I’d grown accustomed to the Moore-like protagonists: urbane, world-weary yet unsinkable in a non-corny way, with their witty observations and revelatory wordplay. (From “How to Be an Other Woman,” a short story in the outstanding collection “Self-Help”: “Shave your legs in the bathroom sink. Philosophize: you are a mistress, part of a great hysterical you mean historical tradition.”) A 20-year-old farm girl, wide-eyed in the big city, babysitting for a couple of middle-aged liberal yuppies? I dreaded a novel narrated by an “Aw, shucks” kind of ingenue who starts off innocent and ends up predictably cynical, world-weary, wry, with a wicked sense of humor and a romantic disappointment or two… and attending a Lorrie Moore reading.
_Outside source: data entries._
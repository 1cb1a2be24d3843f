//! Primitive validators: strings, numbers, booleans, literals, functions,
//! constructor references, and caller-defined checks.

use std::sync::Arc;

use regex::Regex;

use super::{
    Check, CheckContext, Issue, Rule, Validator, CONSTRAINED_SPECIFICITY, PRIMITIVE_SPECIFICITY,
};
use crate::diagnostics::render_value;
use crate::value::{Class, Literal, Value};

/// Extra predicate run on a string after the built-in constraints.
pub type StringPredicate = Arc<dyn Fn(&str) -> bool + Send + Sync>;

/// Extra predicate run on a number after the built-in constraints.
pub type NumberPredicate = Arc<dyn Fn(f64) -> bool + Send + Sync>;

type CustomCheck = dyn Fn(&Value, &mut CheckContext<'_>) -> Check + Send + Sync;

/// Options for [`string_with`].
#[derive(Clone, Default)]
pub struct StringOptions {
    /// Minimum length in characters.
    pub min_length: Option<usize>,
    /// Maximum length in characters.
    pub max_length: Option<usize>,
    /// Must match somewhere in the string; anchor it for a full match.
    pub pattern: Option<Regex>,
    /// Extra caller check, run after the built-in constraints.
    pub predicate: Option<StringPredicate>,
    /// Also accept `undefined`, making the position optional.
    pub optional: bool,
}

/// Options for [`number_with`].
#[derive(Clone, Default)]
pub struct NumberOptions {
    /// Inclusive lower bound.
    pub min: Option<f64>,
    /// Inclusive upper bound.
    pub max: Option<f64>,
    /// Reject values with a fractional part.
    pub integer: bool,
    /// Reject the infinities. `NaN` is always rejected.
    pub finite: bool,
    /// Extra caller check, run after the built-in constraints.
    pub predicate: Option<NumberPredicate>,
    /// Also accept `undefined`, making the position optional.
    pub optional: bool,
}

/// Options for [`func_with`].
#[derive(Debug, Clone, Copy, Default)]
pub struct FuncOptions {
    /// Exact number of declared parameters.
    pub arity: Option<usize>,
    /// Also accept `undefined`, making the position optional.
    pub optional: bool,
}

#[derive(Clone)]
pub(crate) struct StringRule {
    min_length: Option<usize>,
    max_length: Option<usize>,
    pattern: Option<Regex>,
    predicate: Option<StringPredicate>,
}

impl StringRule {
    fn is_constrained(&self) -> bool {
        self.min_length.is_some()
            || self.max_length.is_some()
            || self.pattern.is_some()
            || self.predicate.is_some()
    }

    pub(super) fn specificity(&self) -> u32 {
        if self.is_constrained() {
            CONSTRAINED_SPECIFICITY
        } else {
            PRIMITIVE_SPECIFICITY
        }
    }

    pub(super) fn check(&self, value: &Value, cx: &mut CheckContext<'_>) -> Check {
        let Value::String(s) = value else {
            cx.report(Issue::mismatch("string", value));
            return Check::Bool(false);
        };

        let length = s.chars().count();
        if let Some(min) = self.min_length {
            if length < min {
                cx.report(Issue::new(format!(
                    "String must contain at least {}",
                    plural(min, "character")
                )));
            }
        }
        if let Some(max) = self.max_length {
            if length > max {
                cx.report(Issue::new(format!(
                    "String must contain at most {}",
                    plural(max, "character")
                )));
            }
        }
        if let Some(pattern) = &self.pattern {
            if !pattern.is_match(s) {
                cx.report(Issue::new(format!("String must match pattern /{pattern}/")));
            }
        }
        if let Some(predicate) = &self.predicate {
            if !predicate(s) {
                cx.report(Issue::new("String failed predicate"));
            }
        }
        Check::Done
    }
}

#[derive(Clone)]
pub(crate) struct NumberRule {
    min: Option<f64>,
    max: Option<f64>,
    integer: bool,
    finite: bool,
    predicate: Option<NumberPredicate>,
}

impl NumberRule {
    fn is_constrained(&self) -> bool {
        self.min.is_some()
            || self.max.is_some()
            || self.integer
            || self.finite
            || self.predicate.is_some()
    }

    pub(super) fn specificity(&self) -> u32 {
        if self.is_constrained() {
            CONSTRAINED_SPECIFICITY
        } else {
            PRIMITIVE_SPECIFICITY
        }
    }

    pub(super) fn summary(&self) -> String {
        let label = if self.integer { "integer" } else { "number" };
        label.to_string()
    }

    pub(super) fn check(&self, value: &Value, cx: &mut CheckContext<'_>) -> Check {
        let n = match value {
            Value::Number(n) if !n.is_nan() => *n,
            _ => {
                cx.report(Issue::mismatch(self.summary(), value));
                return Check::Bool(false);
            }
        };

        if self.finite && !n.is_finite() {
            cx.report(Issue::new("Number must be finite"));
        }
        if self.integer && (!n.is_finite() || n.fract() != 0.0) {
            cx.report(Issue::new("Number must be an integer"));
        }
        if let Some(min) = self.min {
            if n < min {
                cx.report(Issue::new(format!(
                    "Number must be greater than or equal to {}",
                    crate::value::format_number(min)
                )));
            }
        }
        if let Some(max) = self.max {
            if n > max {
                cx.report(Issue::new(format!(
                    "Number must be less than or equal to {}",
                    crate::value::format_number(max)
                )));
            }
        }
        if let Some(predicate) = &self.predicate {
            if !predicate(n) {
                cx.report(Issue::new("Number failed predicate"));
            }
        }
        Check::Done
    }
}

#[derive(Clone)]
pub(crate) struct FuncRule {
    arity: Option<usize>,
}

impl FuncRule {
    pub(super) fn specificity(&self) -> u32 {
        if self.arity.is_some() {
            CONSTRAINED_SPECIFICITY
        } else {
            PRIMITIVE_SPECIFICITY
        }
    }

    pub(super) fn summary(&self) -> String {
        match self.arity {
            Some(arity) => format!("function({arity})"),
            None => "function".to_string(),
        }
    }

    pub(super) fn check(&self, value: &Value, cx: &mut CheckContext<'_>) -> Check {
        let Value::Function(func) = value else {
            cx.report(Issue::mismatch("function", value));
            return Check::Bool(false);
        };
        match self.arity {
            Some(arity) if func.arity() != arity => {
                cx.report(
                    Issue::new(format!(
                        "Function must accept exactly {}, accepts {}",
                        plural(arity, "argument"),
                        func.arity()
                    ))
                    .with_expected(self.summary())
                    .with_actual(format!("function({})", func.arity())),
                );
                Check::Bool(false)
            }
            _ => Check::Bool(true),
        }
    }
}

/// A caller-defined check.
#[derive(Clone)]
pub(crate) struct CustomRule {
    pub(crate) summary: String,
    pub(crate) specificity: u32,
    pub(crate) check: Arc<CustomCheck>,
}

pub(super) fn check_boolean(value: &Value, cx: &mut CheckContext<'_>) -> Check {
    if matches!(value, Value::Bool(_)) {
        return Check::Bool(true);
    }
    cx.report(Issue::mismatch("boolean", value));
    Check::Bool(false)
}

pub(super) fn check_literal(
    literals: &[Literal],
    value: &Value,
    cx: &mut CheckContext<'_>,
) -> Check {
    if literals.iter().any(|literal| literal.matches(value)) {
        return Check::Bool(true);
    }
    let expected = literals
        .iter()
        .map(ToString::to_string)
        .collect::<Vec<_>>()
        .join(" | ");
    // Scalars are shown by value, everything else by kind as in other mismatches.
    let actual = match value {
        Value::Undefined | Value::Null | Value::Bool(_) | Value::Number(_) | Value::String(_) => {
            render_value(value)
        }
        _ => value.describe(),
    };
    cx.report(
        Issue::new(format!("Expected {expected}, received {actual}"))
            .with_expected(expected)
            .with_actual(actual),
    );
    Check::Bool(false)
}

pub(super) fn check_type_of(class: &Class, value: &Value, cx: &mut CheckContext<'_>) -> Check {
    match value {
        Value::Class(candidate) if candidate.is_subclass_of(class) => Check::Bool(true),
        _ => {
            cx.report(Issue::mismatch(format!("typeof {}", class.name()), value));
            Check::Bool(false)
        }
    }
}

pub(super) fn plural(count: usize, noun: &str) -> String {
    if count == 1 {
        format!("{count} {noun}")
    } else {
        format!("{count} {noun}s")
    }
}

/// Any string.
pub fn string() -> Validator {
    string_with(StringOptions::default())
}

/// A string with length, pattern or predicate constraints.
pub fn string_with(options: StringOptions) -> Validator {
    let StringOptions {
        min_length,
        max_length,
        pattern,
        predicate,
        optional,
    } = options;
    Validator::new(
        Rule::String(StringRule {
            min_length,
            max_length,
            pattern,
            predicate,
        }),
        optional,
    )
}

/// Any number except `NaN`.
pub fn number() -> Validator {
    number_with(NumberOptions::default())
}

/// A number with range, integrality, finiteness or predicate constraints.
///
/// Every violated constraint is reported, not just the first.
pub fn number_with(options: NumberOptions) -> Validator {
    let NumberOptions {
        min,
        max,
        integer,
        finite,
        predicate,
        optional,
    } = options;
    Validator::new(
        Rule::Number(NumberRule {
            min,
            max,
            integer,
            finite,
            predicate,
        }),
        optional,
    )
}

/// `true` or `false`.
pub fn boolean() -> Validator {
    Validator::new(Rule::Boolean, false)
}

/// Exactly `value`.
pub fn literal(value: impl Into<Literal>) -> Validator {
    Validator::new(Rule::Literal(vec![value.into()]), false)
}

/// Exactly one of `values`.
pub fn literals<L, I>(values: I) -> Validator
where
    L: Into<Literal>,
    I: IntoIterator<Item = L>,
{
    Validator::new(
        Rule::Literal(values.into_iter().map(Into::into).collect()),
        false,
    )
}

/// Accepts every value, with zero specificity.
pub fn unknown() -> Validator {
    Validator::new(Rule::Unknown, false)
}

/// Any function value.
pub fn func() -> Validator {
    func_with(FuncOptions::default())
}

/// A function value, optionally with an exact declared arity.
pub fn func_with(options: FuncOptions) -> Validator {
    Validator::new(
        Rule::Func(FuncRule {
            arity: options.arity,
        }),
        options.optional,
    )
}

/// The constructor `class` itself, or any class extending it.
pub fn type_of(class: &Class) -> Validator {
    Validator::new(Rule::TypeOf(class.clone()), false)
}

/// Shorthand for [`Validator::as_optional`].
pub fn optional(validator: Validator) -> Validator {
    validator.as_optional()
}

/// A validator running `check` under the standard check contract.
///
/// This is the only way to build a validator that produces a transformed
/// value: return `Check::Result(ValidationResult::transformed(..))`.
pub fn custom<F>(summary: impl Into<String>, specificity: u32, check: F) -> Validator
where
    F: Fn(&Value, &mut CheckContext<'_>) -> Check + Send + Sync + 'static,
{
    Validator::new(
        Rule::Custom(CustomRule {
            summary: summary.into(),
            specificity,
            check: Arc::new(check),
        }),
        false,
    )
}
To my surprise, Tassie turns out to be a riveting guide into and through the story, with a depth and scope beyond her years. (Moore explained at last night’s reading that the story is actually narrated by a 28-year-old or so Tassie, looking back a bit). What’s striking to me is that Tassie is so unexpectedly urbane for a 20-year-old farm girl. The upside of this is that the book, in typical Moore style, is engrossing and sprinkled with insights both profound and truly humorous. The downside, for me at least, is that I never fully bought into the Tassie character, could never quite reconcile her urbanity and nonstop, piercing observations–with the fact that she is supposed to be a 20-year-old farm girl (with all due respect to 20-year-old farm girls). While it’s true that Tassie, unlike many of Moore’s female protagonists, has a purity and lack of duplicitousness that’s refreshing–I couldn’t shake the feeling that Moore was peppering the book with many of her own brilliant insights and musings, using Tassie as a sort of arbitrary conduit.

And yet–that isn’t necessarily a bad thing. Because I agree with the woman seated next to me at the reading: vast swaths of text could probably have been expunged without altering the “story,” but you read those swaths anyway, and you enjoy them, because Moore wrote them, and she is just a damn good writer. One of the reviews that I read pointed out that Moore has a gift for elevating the everyday through language. Occasionally Moore’s wonderful imagination–well-suited for describing a young person’s awe at the world around her–can get a bit carried away: “Mosquitoes with tiger-striped bodies and the feathery beards of an iris, their wings and legs the dun wisps of an unbarbered boy, their spindly legs the tendrils of an orchid, the blades of a gnome’s sleigh.” Much of the book is filled with similar dense, imagistic, footnote-worthy observations of Tassie’s. It does create a vivid set for the reader, and is in fact probably how a bookish 20-year-old like Tassie would see and describe her world.

At the reading, Moore talked of Tassie’s role as insider among several worlds (country, city, university… yuppie couple with shady past and their adopted baby), and of how Tassie is an optimally positioned social observer, “like Jane Eyre, whom I believe was also 20.” Looking back on the novel in the light of this remark, I thought that a book can be a perfectly worthy read even if the only takeaway is a steady stream of spot-on social observation.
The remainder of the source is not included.